Embora a ativação artificial de memórias não seja possível em humanos, as descobertas ainda podem se traduzir em ambientes clínicos, diz Grella. "Porque você pode perguntar à pessoa: 'Você pode se lembrar de algo negativo, você pode se lembrar de algo positivo?'", diz ela - perguntas que você não pode fazer a um rato.

Ela sugere que pode ser possível anular os impactos de uma memória negativa, que afetou o estado mental de uma pessoa, fazendo com que a pessoa recorde a memória ruim e cronometrando corretamente uma lembrança vívida de uma positiva em um ambiente terapêutico.

"Sabemos que as memórias são maleáveis", diz Grella. "Uma das coisas que descobrimos neste artigo foi que o momento da estimulação foi realmente crítico."

A busca por mudanças no jogo

Para outros tipos mais intensivos de tratamento para depressão grave e TEPT, Grella sugere que poderia eventualmente ser possível estimular grandes áreas do hipocampo com ferramentas como estimulação magnética transcraniana ou estimulação cerebral profunda – um procedimento invasivo – para ajudar as pessoas a superar esses problemas de memória. transtornos relacionados. Ramirez ressalta que cada vez mais neurocientistas começaram a adotar tratamentos experimentais envolvendo psicodélicos e drogas ilícitas. Por exemplo, um estudo de 2021 descobriu que doses controladas de MDMA ajudaram a aliviar alguns sintomas graves de TEPT.

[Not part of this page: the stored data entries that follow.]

//! Logging Setup
//!
//! Console logging through `tracing-subscriber`:
//! - Environment-based filtering via `RUST_LOG` (default `info`)
//! - `LOG_FORMAT=json` switches to one JSON object per line
//!
//! Logs go to stderr so the report on stdout stays machine-readable.

use tracing::level_filters::LevelFilter;
use tracing_subscriber::{fmt, layer::SubscriberExt, util::SubscriberInitExt, EnvFilter};

/// Configuration for tracing initialization
#[derive(Debug, Clone)]
pub struct TracingConfig {
    /// Log format: "text" or "json"
    pub log_format: String,
    /// Default level when `RUST_LOG` is unset
    pub default_level: LevelFilter,
}

impl Default for TracingConfig {
    fn default() -> Self {
        Self {
            log_format: std::env::var("LOG_FORMAT").unwrap_or_else(|_| "text".to_string()),
            default_level: LevelFilter::INFO,
        }
    }
}

impl TracingConfig {
    /// Create config from environment variables
    pub fn from_env() -> Self {
        Self::default()
    }

    pub fn is_json(&self) -> bool {
        self.log_format.eq_ignore_ascii_case("json")
    }
}

/// Initialize the global tracing subscriber.
pub fn init_tracing(config: TracingConfig) -> Result<(), Box<dyn std::error::Error + Send + Sync>> {
    let env_filter = EnvFilter::builder()
        .with_default_directive(config.default_level.into())
        .from_env_lossy();

    if config.is_json() {
        tracing_subscriber::registry()
            .with(env_filter)
            .with(fmt::layer().json().with_writer(std::io::stderr))
            .try_init()?;
    } else {
        tracing_subscriber::registry()
            .with(env_filter)
            .with(fmt::layer().with_writer(std::io::stderr))
            .try_init()?;
    }

    tracing::debug!(format = %config.log_format, "Tracing initialized");
    Ok(())
}

#[cfg(test)]
mod tests {
    use super::*;

    #[test]
    fn test_tracing_config_json_detection() {
        let config = TracingConfig {
            log_format: "JSON".to_string(),
            default_level: LevelFilter::INFO,
        };
        assert!(config.is_json());

        let config = TracingConfig {
            log_format: "text".to_string(),
            ..config
        };
        assert!(!config.is_json());
    }
}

"O tema aqui é usar alguns aspectos de recompensa e positividade para reescrever os componentes negativos do nosso passado", diz Ramirez. “É análogo ao que estamos fazendo em roedores, exceto em humanos – ativamos artificialmente memórias positivas em roedores e, em humanos, o que eles fizeram foi dar-lhes pequenas doses de MDMA para ver se isso poderia ser suficiente para reescrever algumas das componentes traumáticos dessa experiência." Esses tipos de experimentos apontam para a importância de continuar a explorar os métodos clínicos e benéficos de manipulação da memória , mas é importante notar que esses experimentos foram feitos sob supervisão médica e não devem ser tentados em casa.

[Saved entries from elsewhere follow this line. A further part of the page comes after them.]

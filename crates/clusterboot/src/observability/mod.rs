//! Observability Module
//!
//! - `events`: Structured event logging with consistent fields
//! - `tracing`: Subscriber setup (text or JSON, `RUST_LOG` filtering)

pub mod events;
pub mod tracing;

pub use self::tracing::{init_tracing, TracingConfig};
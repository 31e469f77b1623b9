//! Shard descriptors

use super::ReplicaSetSpec;
use serde::{Deserialize, Serialize};

/// Shard identifier as reported by the router's shard list.
pub type ShardId = String;

/// A shard backed by one of the topology's replica sets.
#[derive(Clone, Debug, Deserialize, Serialize, PartialEq, Eq)]
#[serde(rename_all = "camelCase")]
pub struct ShardSpec {
    /// Name of the backing replica set.
    pub replica_set: String,

    /// Explicit shard id. Defaults to the replica set name.
    #[serde(default, skip_serializing_if = "Option::is_none")]
    pub name: Option<String>,

    /// Connection seed passed to add-shard. Derived from the replica set
    /// members when omitted.
    #[serde(default, skip_serializing_if = "Option::is_none")]
    pub connection_seed: Option<String>,
}

impl ShardSpec {
    pub fn for_replica_set(replica_set: impl Into<String>) -> Self {
        Self {
            replica_set: replica_set.into(),
            name: None,
            connection_seed: None,
        }
    }

    pub fn shard_id(&self) -> ShardId {
        self.name.clone().unwrap_or_else(|| self.replica_set.clone())
    }

    /// Resolve the seed string, deriving it from `set` when not given explicitly.
    pub fn resolve_seed(&self, set: &ReplicaSetSpec) -> String {
        self.connection_seed
            .clone()
            .unwrap_or_else(|| set.connection_seed())
    }
}

#[cfg(test)]
mod tests {
    use super::*;
    use crate::topology::MemberSpec;

    #[test]
    fn test_derived_seed_matches_router_format() {
        let set = ReplicaSetSpec {
            name: "shard1ReplSet".to_string(),
            is_config_server: false,
            members: vec![MemberSpec::new("shard1", 27017)],
        };
        let shard = ShardSpec::for_replica_set("shard1ReplSet");
        assert_eq!(shard.resolve_seed(&set), "shard1ReplSet/shard1:27017");
        assert_eq!(shard.shard_id(), "shard1ReplSet");
    }

    #[test]
    fn test_explicit_name_and_seed() {
        let json = r#"{
            "replicaSet": "shard2ReplSet",
            "name": "east",
            "connectionSeed": "shard2ReplSet/shard2.internal:27018"
        }"#;
        let shard: ShardSpec = serde_json::from_str(json).unwrap();
        assert_eq!(shard.shard_id(), "east");
        let set = ReplicaSetSpec {
            name: "shard2ReplSet".to_string(),
            is_config_server: false,
            members: vec![MemberSpec::new("shard2", 27017)],
        };
        assert_eq!(shard.resolve_seed(&set), "shard2ReplSet/shard2.internal:27018");
    }
}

Por enquanto, Ramirez está animado para ver como esse trabalho pode ampliar ainda mais os limites da neurociência e espera ver pesquisadores experimentando ideias ainda mais inovadoras que podem transformar a medicina no futuro: "Queremos mudanças no jogo, certo? Queremos coisas que serão muito mais eficazes do que as opções de tratamento atualmente disponíveis."